Work item: From the first line to the last, repeat the data below exactly.

____ The records

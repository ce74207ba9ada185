//! SIGINT を協調的な中断フラグに変換する。
//!
//! ハンドラはフラグを立てるだけ。REPL のループが単位と単位の間でだけ確認し、
//! 実行中の単位は最後まで走らせる。

use std::sync::atomic::{AtomicBool, Ordering};
use std::sync::Arc;

use once_cell::sync::OnceCell;

static FLAG: OnceCell<Arc<AtomicBool>> = OnceCell::new();

/// プロセス共有のフラグを返し、初回だけ SIGINT ハンドラを登録する。
pub fn install() -> Arc<AtomicBool> {
    let mut first = false;
    let flag = FLAG.get_or_init(|| {
        first = true;
        Arc::new(AtomicBool::new(false))
    });
    if first {
        register_handler();
    }
    Arc::clone(flag)
}

#[cfg(unix)]
fn register_handler() {
    let handler = on_sigint as extern "C" fn(libc::c_int);
    // SAFETY: ハンドラはアトミックな書き込みしか行わない
    unsafe {
        libc::signal(libc::SIGINT, handler as libc::sighandler_t);
    }
}

#[cfg(not(unix))]
fn register_handler() {}

#[cfg(unix)]
extern "C" fn on_sigint(_signal: libc::c_int) {
    if let Some(flag) = FLAG.get() {
        flag.store(true, Ordering::SeqCst);
    }
}

/// 中断要求を受け取って下ろす。立っていれば `true`。
pub fn take(flag: &AtomicBool) -> bool {
    flag.swap(false, Ordering::SeqCst)
}

#[cfg(test)]
mod tests {
    use super::*;

    #[test]
    /// 何度呼んでも同じフラグを共有する。
    fn install_returns_shared_flag() {
        let a = install();
        let b = install();
        assert!(Arc::ptr_eq(&a, &b));
        a.store(true, Ordering::SeqCst);
        assert!(take(&b));
        assert!(!take(&a));
    }
}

________

Reply to the task:
repository ce74207ba9ada185
//! SIGINT を協調的な中断フラグに変換する。
//!
//! ハンドラはフラグを立てるだけ。REPL のループが単位と単位の間でだけ確認し、
//! 実行中の単位は最後まで走らせる。

use std::sync::atomic::{AtomicBool, Ordering};
use std::sync::Arc;

use once_cell::sync::OnceCell;

static FLAG: OnceCell<Arc<AtomicBool>> = OnceCell::new();

/// プロセス共有のフラグを返し、初回だけ SIGINT ハンドラを登録する。
pub fn install() -> Arc<AtomicBool> {
    let mut first = false;
    let flag = FLAG.get_or_init(|| {
        first = true;
        Arc::new(AtomicBool::new(false))
    });
    if first {
        register_handler();
    }
    Arc::clone(flag)
}

#[cfg(unix)]
fn register_handler() {
    let handler = on_sigint as extern "C" fn(libc::c_int);
    // SAFETY: ハンドラはアトミックな書き込みしか行わない
    unsafe {
        libc::signal(libc::SIGINT, handler as libc::sighandler_t);
    }
}

#[cfg(not(unix))]
fn register_handler() {}

#[cfg(unix)]
extern "C" fn on_sigint(_signal: libc::c_int) {
    if let Some(flag) = FLAG.get() {
        flag.store(true, Ordering::SeqCst);
    }
}

/// 中断要求を受け取って下ろす。立っていれば `true`。
pub fn take(flag: &AtomicBool) -> bool {
    flag.swap(false, Ordering::SeqCst)
}

#[cfg(test)]
mod tests {
    use super::*;

    #[test]
    /// 何度呼んでも同じフラグを共有する。
    fn install_returns_shared_flag() {
        let a = install();
        let b = install();
        assert!(Arc::ptr_eq(&a, &b));
        a.store(true, Ordering::SeqCst);
        assert!(take(&b));
        assert!(!take(&a));
    }
}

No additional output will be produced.